February 27: A Parade Begins, A Tower Tilts, A Stand Begins
February 27 has witnessed moments when people refused to let their stories fade—whether through jubilant celebration, desperate preservation, or defiant occupation. From a parade that would define a city's soul, to engineers racing to save an architectural wonder, to activists reclaiming sacred ground in the name of justice, these events remind us that culture, heritage, and dignity are worth fighting for in whatever form that fight must take.
Let the Good Times Roll
On February 27, 1827, New Orleans witnessed its first recorded Mardi Gras parade as costumed revelers marched through the streets in a celebration that would become synonymous with the city itself. The tradition had roots in medieval Europe, brought to Louisiana by French Catholic settlers who marked the day before Lent—"Fat Tuesday"—with feasting and merrymaking before the austere weeks ahead. What began as spontaneous street celebrations evolved into organized parades complete with elaborate floats, masked balls, and the throwing of trinkets that would become a Mardi Gras signature.
Over nearly two centuries, Mardi Gras has grown into something far larger than a religious observance. It became New Orleans' cultural heartbeat—a celebration where European, African, Caribbean, and American influences blend into something uniquely Louisianan. The krewes that organize parades range from elite social clubs to neighborhood organizations, each with their own traditions and identities. The festival survived Civil War, yellow fever epidemics, economic collapse, and Hurricane Katrina, adapting but never disappearing. Today it attracts over a million visitors annually and generates hundreds of millions in economic impact. Yet for New Orleanians, Mardi Gras remains something more than tourism—it's an assertion of identity, a defiant celebration of joy and resilience in a city that has weathered more than its share of tragedy.

The Tilt That Won't Quit
One hundred thirty-seven years later, on February 27, 1964, the Italian government issued an international appeal for help saving one of the world's most famous architectural accidents. The Leaning Tower of Pisa, which had been tilting since construction began in 1173, was leaning more dramatically with each passing year. By 1964, the 186-foot bell tower was 5.5 degrees off vertical and moving about one millimeter annually—seemingly inexorably toward collapse. Engineers calculated that without intervention, the tower would eventually topple under its own weight, destroying an 800-year-old masterpiece and likely killing anyone unfortunate enough to be nearby.

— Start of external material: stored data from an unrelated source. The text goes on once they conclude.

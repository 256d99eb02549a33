#![no_main]

use libfuzzer_sys::fuzz_target;
use polystep::{decode_line, Point, Step, StepDecoder};

fuzz_target!(|data: &[u8]| {
    let Ok(input) = std::str::from_utf8(data) else {
        return;
    };

    // Drive the state machine by hand over arbitrary input.
    let mut decoder = StepDecoder::new();
    decoder.start();
    let mut point = Point::ORIGIN;
    let mut stepped = Vec::new();
    for &byte in input.as_bytes() {
        if decoder.step(byte, &mut point) == Step::PointComplete {
            stepped.push(point);
        }
    }

    // Property: stepwise decoding agrees with the driving loop even
    // on malformed input. NaN never occurs (inputs are finite), so
    // point equality is well defined here.
    let looped = decode_line(input, stepped.len() + 1);
    assert_eq!(stepped, looped);

    // Property: in_progress is consistent with how the input ended.
    if input.is_empty() {
        assert!(!decoder.in_progress());
    }
});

The problem was deceptively simple: soft soil on one side couldn't support the tower's weight, causing it to sink and tilt. The solution proved maddeningly complex. Over decades, engineers proposed and tested various interventions—counterweights, foundation strengthening, even freezing the ground. Some attempts made the tilting worse. Finally, in the 1990s, a combination of careful soil extraction from beneath the higher side and temporary counterweights gradually reduced the lean by about half a degree, buying centuries of additional stability. The tower reopened to visitors in 2001, still leaning but no longer in danger of imminent collapse. The irony wasn't lost on anyone: Pisa's defining landmark became famous precisely because of a construction flaw, and preserving it meant ensuring it remained flawed—just not fatally so.

Reclaiming Sacred Ground
On February 27, 1973, approximately 200 members of the American Indian Movement and local Oglala Lakota activists occupied the village of Wounded Knee on South Dakota's Pine Ridge Reservation. They chose this site deliberately—it was where U.S. troops had massacred between 250 and 300 Lakota men, women, and children in 1890, marking the final spasm of the Indian Wars. The activists' grievances were both specific and sweeping: corrupt tribal leadership they believed was imposed by the federal government, broken treaties dating back over a century, and broader patterns of discrimination and poverty afflicting Native communities across America.
What followed was a 71-day standoff with federal authorities that transfixed the nation. FBI agents, U.S. Marshals, and National Guard troops surrounded the village, while activists inside demanded genuine tribal sovereignty and a review of treaty violations. Firefights erupted sporadically; two activists were killed and a federal marshal was paralyzed. National media coverage brought Indigenous issues into American living rooms with unprecedented intensity. The siege ended in May with negotiated surrender, but its impact reverberated far beyond Pine Ridge. The occupation catalyzed reforms in federal Indian policy, inspired a generation of Native activists, and forced Americans to confront uncomfortable truths about broken promises and ongoing injustice. Wounded Knee became both a literal and symbolic reclamation—of land, of history, and of the right to be heard after centuries of being silenced.